The New York Times named Harriet the Spy an Outstanding Book of the Year in 1964. Three years later, that novel won the Sequoyah Award chosen by young Oklahoma readers and was an American Library Association Notable Book. Fitzhugh’s Bang, Bang, You’re Dead and Nobody’s Family Is Going to Change also were recognized with honors and inclusion on lists. Most critics disliked Fitzhugh’s novels because they differed from typical 1960s children’s literature by depicting a protagonist whom they perceived as rude, sneaky, and obnoxious. Critics also claimed that Harriet’s nanny encouraged lying, and reviewers misinterpreted situations as being realistic rather than satirical, as Fitzhugh intended. Fitzhugh’s books also addressed menstruation and other topics that were previously unmentioned in children’s literature.

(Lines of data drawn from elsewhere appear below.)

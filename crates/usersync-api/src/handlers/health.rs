//! Health check handlers for service monitoring.
//!
//! Provides liveness, readiness, and health endpoints with store
//! connectivity checks for orchestration systems like Kubernetes.

use std::sync::Arc;

use axum::{
    extract::State,
    http::StatusCode,
    response::{IntoResponse, Response},
    Json,
};
use chrono::{DateTime, Utc};
use serde::Serialize;
use tracing::{debug, error, instrument};
use usersync_core::{Clock, UserStore};

use crate::AppState;

/// Health check response structure.
#[derive(Debug, Serialize)]
pub struct HealthResponse {
    /// Overall service health status
    pub status: HealthStatus,
    /// Timestamp when health check was performed
    pub timestamp: DateTime<Utc>,
    /// Individual component health checks
    pub checks: HealthChecks,
    /// Whether a webhook signing secret is configured
    pub webhook_secret_configured: bool,
    /// Service version information
    pub version: String,
}

/// Overall health status enumeration.
#[derive(Debug, Clone, Copy, PartialEq, Eq, Serialize)]
#[serde(rename_all = "lowercase")]
pub enum HealthStatus {
    /// All systems operational
    Healthy,
    /// Critical systems failing
    Unhealthy,
}

/// Individual component health check results.
#[derive(Debug, Serialize)]
pub struct HealthChecks {
    /// User store connectivity
    pub database: ComponentHealth,
}

/// Health status for individual components.
#[derive(Debug, Serialize)]
pub struct ComponentHealth {
    /// Component status
    pub status: ComponentStatus,
    /// Optional error message if unhealthy
    #[serde(skip_serializing_if = "Option::is_none")]
    pub message: Option<String>,
    /// Response time in milliseconds
    pub response_time_ms: u64,
}

/// Component-level health status.
#[derive(Debug, Clone, Copy, PartialEq, Eq, Serialize)]
#[serde(rename_all = "lowercase")]
pub enum ComponentStatus {
    /// Component is healthy
    Up,
    /// Component is experiencing issues
    Down,
}

/// Health service that encapsulates the clock dependency for testable
/// health checks.
pub struct HealthService {
    clock: Arc<dyn Clock>,
}

impl HealthService {
    /// Creates a new health service with the given clock.
    pub fn new(clock: Arc<dyn Clock>) -> Self {
        Self { clock }
    }

    /// Checks the user store and reports overall status.
    pub async fn health_check(
        &self,
        store: &dyn UserStore,
        webhook_secret_configured: bool,
    ) -> HealthResponse {
        debug!("Performing health check");

        let timestamp = DateTime::<Utc>::from(self.clock.now_system());
        let start_time = self.clock.now();

        let database = match store.health_check().await {
            Ok(()) => {
                debug!("Store health check passed");
                (ComponentStatus::Up, None)
            },
            Err(e) => {
                error!("Store health check failed: {}", e);
                (ComponentStatus::Down, Some(format!("Database connection failed: {e}")))
            },
        };
        let duration = start_time.elapsed();

        let status = match database.0 {
            ComponentStatus::Up => HealthStatus::Healthy,
            ComponentStatus::Down => HealthStatus::Unhealthy,
        };

        HealthResponse {
            status,
            timestamp,
            checks: HealthChecks {
                database: ComponentHealth {
                    status: database.0,
                    message: database.1,
                    response_time_ms: u64::try_from(duration.as_millis()).unwrap_or(u64::MAX),
                },
            },
            webhook_secret_configured,
            version: env!("CARGO_PKG_VERSION").to_string(),
        }
    }
}

/// Health check endpoint handler.
///
/// Returns `503` when the user store cannot be reached.
#[instrument(name = "health_check", skip(app_state))]
pub async fn health_check(State(app_state): State<AppState>) -> Response {
    let health_service = HealthService::new(app_state.clock.clone());
    let response = health_service
        .health_check(app_state.store.as_ref(), app_state.webhook.secret.is_some())
        .await;

    let status_code = match response.status {
        HealthStatus::Healthy => StatusCode::OK,
        HealthStatus::Unhealthy => StatusCode::SERVICE_UNAVAILABLE,
    };

    debug!(
        status = ?response.status,
        db_status = ?response.checks.database.status,
        "Health check completed"
    );

    (status_code, Json(response)).into_response()
}

/// Readiness check endpoint for Kubernetes probes.
#[instrument(name = "readiness_check", skip(app_state))]
pub async fn readiness_check(State(app_state): State<AppState>) -> Response {
    health_check(State(app_state)).await
}

/// Liveness check endpoint for Kubernetes probes.
///
/// Does not touch external dependencies.
#[instrument(name = "liveness_check", skip(app_state))]
pub async fn liveness_check(State(app_state): State<AppState>) -> Response {
    debug!("Performing liveness check");

    let response = serde_json::json!({
        "status": "alive",
        "timestamp": DateTime::<Utc>::from(app_state.clock.now_system()),
        "service": "usersync-api"
    });

    (StatusCode::OK, Json(response)).into_response()
}
//! User synchronization webhook service.
//!
//! Main entry point. Loads configuration, connects the user store and
//! serves the webhook endpoint until a shutdown signal arrives.

use std::{sync::Arc, time::Duration};

use anyhow::{Context, Result};
use sqlx::postgres::PgPoolOptions;
use tracing::{info, warn};
use usersync_api::{config::PROVIDER_SECRET_VAR, AppState, Config};
use usersync_core::storage::Storage;

#[tokio::main]
async fn main() -> Result<()> {
    let config = Config::load()?;

    init_tracing(&config.rust_log)?;

    info!("Starting user synchronization service");
    info!(
        database_url = %config.database_url_masked(),
        host = %config.host,
        port = config.port,
        environment = %config.app_env,
        max_connections = config.database_max_connections,
        "Configuration loaded"
    );

    let settings = config.webhook_settings();
    if settings.secret.is_none() {
        warn!(
            "{} is not set; every webhook request will be rejected until it is configured",
            PROVIDER_SECRET_VAR
        );
    }

    let db_pool = create_database_pool(&config).await?;
    info!("Database connection pool established");

    let storage = Storage::new(db_pool.clone());
    storage.migrate().await.context("Failed to create users table")?;
    info!("Database schema ready");

    let state = AppState::new(Arc::new(storage), settings)
        .with_request_timeout(config.request_timeout());
    let addr = config.parse_server_addr()?;

    usersync_api::start_server(state, addr).await.context("Server failed")?;

    db_pool.close().await;
    info!("Database connections closed");

    info!("Shutdown complete");
    Ok(())
}

/// Initializes tracing, preferring `RUST_LOG` from the environment over the
/// configured directive.
fn init_tracing(configured: &str) -> Result<()> {
    use tracing_subscriber::{fmt, layer::SubscriberExt, util::SubscriberInitExt, EnvFilter};

    let filter = EnvFilter::try_from_default_env()
        .or_else(|_| EnvFilter::try_new(format!("{configured},usersync=debug,tower_http=debug")))
        .context("Invalid log filter directive")?;

    let fmt_layer = fmt::layer()
        .with_target(true)
        .with_thread_ids(true)
        .with_file(true)
        .with_line_number(true);

    tracing_subscriber::registry().with(filter).with(fmt_layer).init();
    Ok(())
}

/// Creates the database connection pool with retry logic.
async fn create_database_pool(config: &Config) -> Result<sqlx::PgPool> {
    const MAX_RETRIES: u32 = 5;
    const RETRY_DELAY: Duration = Duration::from_secs(2);

    let mut retries = 0;

    loop {
        match PgPoolOptions::new()
            .max_connections(config.database_max_connections)
            .min_connections(config.database_min_connections)
            .acquire_timeout(Duration::from_secs(config.database_connection_timeout))
            .idle_timeout(Duration::from_secs(config.database_idle_timeout))
            .max_lifetime(Duration::from_secs(config.database_max_lifetime))
            .connect(&config.database_url)
            .await
        {
            Ok(pool) => {
                sqlx::query("SELECT 1")
                    .fetch_one(&pool)
                    .await
                    .context("Failed to verify database connection")?;

                return Ok(pool);
            },
            Err(e) if retries < MAX_RETRIES => {
                retries += 1;
                warn!(
                    attempt = retries,
                    max_retries = MAX_RETRIES,
                    error = %e,
                    "Database connection failed, retrying"
                );
                tokio::time::sleep(RETRY_DELAY).await;
            },
            Err(e) => {
                return Err(e).context("Failed to create database connection pool after retries");
            },
        }
    }
}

Fitzhugh’s characters revealed many unpleasant, often unchangeable, human flaws, as exemplified by the main character, Harriet, who practices becoming a writer by recording her impressions in a notebook. Readers identified with curious, misunderstood Harriet and felt empathy for her loneliness and predicaments, embracing Fitzhugh’s novel despite reviewers’ disapproval. Fitzhugh perceptively reveals how characters’ points of view and misunderstandings influence perceptions in her novels. Her characters often appear in more than one of her books, and they often express their opinions of the other characters whom Fitzhugh created. Generations of readers have kept Fitzhugh’s books in print. Scholars consider Fitzhugh’s work significant to the development of modern children’s literature.

Author Works

Children’s Literature:

Suzuki Beane, 1961 (with Sandra Scoppettone)

Harriet the Spy, 1964

The Long Secret, 1965

Bang, Bang, You’re Dead, 1969 (with Sandra Scoppettone)

Nobody’s Family Is Going to Change, 1974

I Am Five, 1978

Sport, 1979

I Am Three, 1982

I Am Four, 1982

I Know Everything about John and He Knows Everything about Me, 1993

Bibliography

“Louise Fitzhugh.” Biography Today, 2010, p. 1. Biography Reference Center, search.ebscohost.com/login.aspx?direct=true&db=b6h&AN=34912694&site=brc-live. Accessed 15 Jun. 2017. A brief biography of Fitzhugh, including summaries of Harriet the Spy and The Long Secret.

Horning, Kathleen T. “Spying on Louise Fitzhugh.” The Horn Book Magazine, May-June 2010, p. 13+. Horning recalls reading Harriet the Spy during her childhood and writes about her quest to find out more about Fitzhugh.

McMullen, Judith Q. “The Spy and the Poet: Young Girls as Writers in Harriet the Spy and Anastasia Krupnik.” Children’s Literature Association Quarterly, 1991 Proceedings, pp. 200–204. Compares the protagonists of Harriet the Spy and Lois Lowry’s Anastasia Krupnik to other literary characters who are young girls who write.

Morris, Robin Amelia. “The Secret Development of a Girl Writer: Louise Fitzhugh’s Harriet the Spy.” Mystery in Children’s Literature: From the Rational to the Supernatural, edited by Adrienne E. Gavin, Palgrave, 2001, pp. 115–130. Discusses the intersection of two genres, the künstlerroman, or artist’s novel, and the detective novel in Harriet the Spy.

Stahl, J. D. “Satire and the Evolution of Perspective in Children’s Literature: Mark Twain, E. B. White, and Louise Fitzhugh.” Children’s Literature Association Quarterly, vol. 15, no. 3, 1990, pp. 119–122. Examines the use of satire in the works of Twain, White, and Fitzhugh.